Vivek Narayanan: Nasceu na Índia, em 1972. Ele viveu, trabalhou e estudou em diversos países, como a Zâmbia, África do Sul e os Estados Unidos. É editor do jornal on-line Almost Island e editor associado de Fulcrum (Boston); trabalha no programa Sarai do CSDS (Centre for the Study of Developing Societies), em Delhi. Publicou Universal Beach (Mumbai: Harbour Line, 2006) e as antologias: 60 Indian Poets (Penguin India, 2007); The Bloodaxe Book of Contemporary Indian Poetry (Bloodaxe, 2008); Language for a New Century: Contemporary Poetry from the Middle East, Asia, and Beyond (W.W. Norton, 2008). Narayanan explora diferentes maneiras de leitura, busca fundir a poesia com outras formas, experimentando com a tecnologia, o espaço físico, o movimento, a interação com o público.

Leitura de poesia

Sibila: Você lê poesia?

Narayanan: Faço o melhor que eu posso, embora a própria natureza da poesia pareça ser a de resistir, escapar à leitura. Trata-se de um encalço constante, mais do que de certo ato de apropriação.

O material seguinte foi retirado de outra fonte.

//! The unified storage cell: a value wrapped with a reference counter.

use core::cell::Cell;
use core::fmt;
use core::hash::{Hash, Hasher};
use core::mem::{size_of, MaybeUninit};
use core::ptr::NonNull;
use core::slice;

use crate::intrusive::{Hooked, IntrusiveHook};

/// A client value wrapped with a 32-bit reference counter, the chain hook of
/// the unicity set, and the size of its backing allocation.
///
/// Cells are placement-written into raw blocks obtained from the unique
/// table, never constructed on the stack. `value` must stay the last field
/// (`repr(C)` fixes the order): blocks may be allocated larger than
/// `size_of::<UniqueCell<V>>()`, and the surplus forms a byte tail starting
/// right after the cell that the value may use as a runtime-sized trailing
/// array.
#[repr(C)]
pub(crate) struct UniqueCell<V> {
    hook: IntrusiveHook<UniqueCell<V>>,
    ref_count: Cell<u32>,
    bytes: u32,
    value: V,
}

impl<V> UniqueCell<V> {
    /// `bytes` is the total size of the backing block, tail included.
    pub(crate) fn new(bytes: u32, value: V) -> Self {
        Self {
            hook: IntrusiveHook::new(),
            ref_count: Cell::new(0),
            bytes,
            value,
        }
    }

    #[inline]
    pub(crate) fn value(&self) -> &V {
        &self.value
    }

    /// Raw pointer to the value field, for dropping it in place without
    /// touching the rest of the cell.
    pub(crate) fn value_ptr(cell: NonNull<Self>) -> *mut V {
        unsafe { core::ptr::addr_of_mut!((*cell.as_ptr()).value) }
    }

    #[inline]
    pub(crate) fn bytes(&self) -> u32 {
        self.bytes
    }

    /// Number of tail bytes behind the cell in its backing block.
    #[inline]
    pub(crate) fn slack(&self) -> usize {
        self.bytes as usize - size_of::<Self>()
    }

    #[inline]
    pub(crate) fn is_not_referenced(&self) -> bool {
        self.ref_count.get() == 0
    }

    #[inline]
    pub(crate) fn ref_count(&self) -> u32 {
        self.ref_count.get()
    }

    /// A handle now references this cell.
    #[inline]
    pub(crate) fn retain(&self) {
        let count = self.ref_count.get();
        if count == u32::MAX {
            // Follow Rc semantics: abort on counter overflow.
            std::process::abort();
        }
        self.ref_count.set(count + 1);
    }

    /// A handle no longer references this cell. Returns true when the count
    /// reached zero and the cell must be erased.
    #[inline]
    pub(crate) fn release(&self) -> bool {
        let count = self.ref_count.get();
        assert!(count > 0, "handle refcount underflow");
        self.ref_count.set(count - 1);
        count == 1
    }

    /// The tail bytes of this cell's backing block.
    pub(crate) fn tail(&self) -> &[u8] {
        let base = (self as *const Self).cast::<u8>();
        unsafe { slice::from_raw_parts(base.add(size_of::<Self>()), self.slack()) }
    }
}

impl<V> Hooked for UniqueCell<V> {
    fn hook(&self) -> &IntrusiveHook<Self> {
        &self.hook
    }
}

// Cells compare and hash through their value only, so the unicity set sees
// exactly the client's equivalence classes.
impl<V: PartialEq> PartialEq for UniqueCell<V> {
    fn eq(&self, other: &Self) -> bool {
        self.value == other.value
    }
}
impl<V: Eq> Eq for UniqueCell<V> {}

impl<V: Hash> Hash for UniqueCell<V> {
    fn hash<H: Hasher>(&self, state: &mut H) {
        self.value.hash(state);
    }
}

/// The zero-filled tail of a cell under construction, handed to the build
/// closure of `Unicity::make_sized`.
pub struct TailSlot<'a> {
    bytes: &'a mut [MaybeUninit<u8>],
}

impl<'a> TailSlot<'a> {
    pub(crate) fn new(bytes: &'a mut [MaybeUninit<u8>]) -> Self {
        Self { bytes }
    }

    pub fn len(&self) -> usize {
        self.bytes.len()
    }

    pub fn is_empty(&self) -> bool {
        self.bytes.is_empty()
    }

    /// Copy `bytes`, which must have exactly the slot's length, into the
    /// tail and bind it.
    pub fn fill(self, bytes: &[u8]) -> Tail {
        assert_eq!(self.bytes.len(), bytes.len(), "tail length mismatch");
        let ptr = self.bytes.as_mut_ptr().cast::<u8>();
        unsafe { core::ptr::copy_nonoverlapping(bytes.as_ptr(), ptr, bytes.len()) };
        Tail {
            ptr: NonNull::new(ptr).expect("slice pointers are non-null"),
            len: bytes.len(),
        }
    }

    /// Initialize the tail in place and bind it. The slot arrives
    /// zero-filled; bytes `init` leaves untouched stay zero.
    pub fn fill_with(self, init: impl FnOnce(&mut [MaybeUninit<u8>])) -> Tail {
        let len = self.bytes.len();
        let ptr = self.bytes.as_mut_ptr().cast::<u8>();
        init(self.bytes);
        Tail {
            ptr: NonNull::new(ptr).expect("slice pointers are non-null"),
            len,
        }
    }
}

/// A view of a cell's trailing byte array, stored inside the cell's own
/// value.
///
/// Cells never move once placement-written, so the binding stays valid for
/// the value's whole life. Equality and hashing go through the *content*,
/// which is how the unicity table keys sized cells: two values are equal
/// only when their tails carry the same bytes.
pub struct Tail {
    ptr: NonNull<u8>,
    len: usize,
}

impl Tail {
    pub fn bytes(&self) -> &[u8] {
        unsafe { slice::from_raw_parts(self.ptr.as_ptr(), self.len) }
    }

    pub fn len(&self) -> usize {
        self.len
    }

    pub fn is_empty(&self) -> bool {
        self.len == 0
    }
}

impl PartialEq for Tail {
    fn eq(&self, other: &Self) -> bool {
        self.bytes() == other.bytes()
    }
}
impl Eq for Tail {}

impl Hash for Tail {
    fn hash<H: Hasher>(&self, state: &mut H) {
        self.bytes().hash(state);
    }
}

impl fmt::Debug for Tail {
    fn fmt(&self, f: &mut fmt::Formatter<'_>) -> fmt::Result {
        f.debug_tuple("Tail").field(&self.bytes()).finish()
    }
}
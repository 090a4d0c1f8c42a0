//! Pluggable stream connector with a TCP implementation.
//!
//! The [`Connection`](crate::connection::Connection) never opens sockets
//! itself; it asks a [`Connector`] for a byte stream. Production code uses
//! [`TcpConnector`]; tests hand out in-memory `tokio::io::duplex` ends.
//!
//! # Example
//!
//! ```ignore
//! use qreader::transport::{Connector, TcpConnector};
//!
//! let stream = TcpConnector::new().connect("127.0.0.1:4150").await?;
//! ```

use std::io;
use std::sync::Mutex;

use tokio::io::{AsyncRead, AsyncWrite};
use tokio::net::TcpStream;

use crate::handler::BoxFuture;

/// A bidirectional byte stream usable as a broker connection.
///
/// `Sync` keeps the connection, and with it the consumer's run future,
/// `Send` across awaits.
pub trait Stream: AsyncRead + AsyncWrite + Send + Sync + Unpin + 'static {}

impl<T> Stream for T where T: AsyncRead + AsyncWrite + Send + Sync + Unpin + 'static {}

/// Type-erased stream handed out by a [`Connector`].
pub type BoxedStream = Box<dyn Stream>;

/// Opens byte streams to a broker address.
pub trait Connector: Send + Sync + 'static {
    /// Establish a new stream to `address`.
    fn connect<'a>(&'a self, address: &'a str) -> BoxFuture<'a, io::Result<BoxedStream>>;
}

/// TCP connector.
#[derive(Debug, Clone)]
pub struct TcpConnector {
    nodelay: bool,
}

impl TcpConnector {
    /// Create a connector with `TCP_NODELAY` enabled.
    pub fn new() -> Self {
        Self { nodelay: true }
    }

    /// Enable or disable `TCP_NODELAY`.
    pub fn nodelay(mut self, nodelay: bool) -> Self {
        self.nodelay = nodelay;
        self
    }
}

impl Default for TcpConnector {
    fn default() -> Self {
        Self::new()
    }
}

impl Connector for TcpConnector {
    fn connect<'a>(&'a self, address: &'a str) -> BoxFuture<'a, io::Result<BoxedStream>> {
        Box::pin(async move {
            let stream = TcpStream::connect(address).await?;
            stream.set_nodelay(self.nodelay)?;
            Ok(Box::new(stream) as BoxedStream)
        })
    }
}

/// Connector that hands out pre-built streams in order.
///
/// Once the queue is empty every attempt fails with `ConnectionRefused`,
/// which is how reconnect paths are exercised without a network.
#[derive(Default)]
pub struct QueuedConnector {
    streams: Mutex<Vec<BoxedStream>>,
}

impl QueuedConnector {
    /// Create a connector yielding `streams` front to back.
    pub fn new(streams: Vec<BoxedStream>) -> Self {
        let mut streams = streams;
        streams.reverse();
        Self {
            streams: Mutex::new(streams),
        }
    }

    /// Queue another stream behind the existing ones.
    pub fn push(&self, stream: BoxedStream) {
        let mut streams = self.streams.lock().unwrap_or_else(|e| e.into_inner());
        streams.insert(0, stream);
    }
}

impl Connector for QueuedConnector {
    fn connect<'a>(&'a self, _address: &'a str) -> BoxFuture<'a, io::Result<BoxedStream>> {
        let next = self
            .streams
            .lock()
            .unwrap_or_else(|e| e.into_inner())
            .pop();
        Box::pin(async move {
            next.ok_or_else(|| {
                io::Error::new(io::ErrorKind::ConnectionRefused, "no stream queued")
            })
        })
    }
}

Sibila: Que poesia você lê?

Narayanan: Finalmente, no início deste ano, consegui terminar de ler os Cantos de Pound, acompanhados pelo maravilhoso livro-guia de William Cookson, um trabalho sem parti pris e notável, em si mesmo. É difícil não notar aqueles Cantos em quase todo movimento poético que veio depois, nos séculos XX e XXI. E também um livro-fonte para as traduções experimentais que estou tentando fazer, agora. E de lá para muitos outros lugares, como a poesia de Ouyang Jianghe ou de Xi Chuan – ou, indo em outra direção, para o twerk multilíngue intrigante de Latasha Nevada Diggs. Ou então, voltando atrás, ao Troilus e Cressida, de Shakespeare. Ou, ainda, saltando de lado e através das línguas, à poesia extrema da tradição sânscrita na qual tenho mergulhado, ultimamente. Leio os contemporâneos para me situar e saber onde não me encontro e onde me encontro, às vezes para me inspirar e colaborar, mas tenho que me alongar bastante no recente (século XX) e no remoto para evitar ser apanhado pela miragem do contemporâneo. Há tanta coisa escrita, agora – poesia inovadora inclusive – que está começando a parecer apenas “estilo de época”. A América e a Grã Bretanha são ainda os centros hegemônicos da poesia em inglês – muitas vezes, quando vejo poetas americanos escrevendo sobre “poesia recente” – sem outra qualificação –, descubro que todas suas referências são americanas, que eles estão de fato falando apenas da poesia americana, que eles parecem estar tão envolvidos consigo mesmos, que – literalmente –  não conseguem sequer perceber a existência de alguém que esteja “fora” disso; não possuem nenhum marcador para tanto. Pelo fato de eu escrever em inglês, não sendo nem americano nem britânico, tenho que ler a poesia de ambos os países e tentar não cair sob seu feitiço, todos seus pequenos argumentos próprios. E, apesar de eu poder admirar muito e me sentir inspirado pelas tendências mais severas, mais ascéticas da poesia experimental de ambos os países, ultimamente sinto-me por demais decadente, por demais apaixonado pelo excesso para restringir meus escritos e minhas leituras apenas a isso. Estou em plena multiplicidade – num meio onívoro, pluriverso.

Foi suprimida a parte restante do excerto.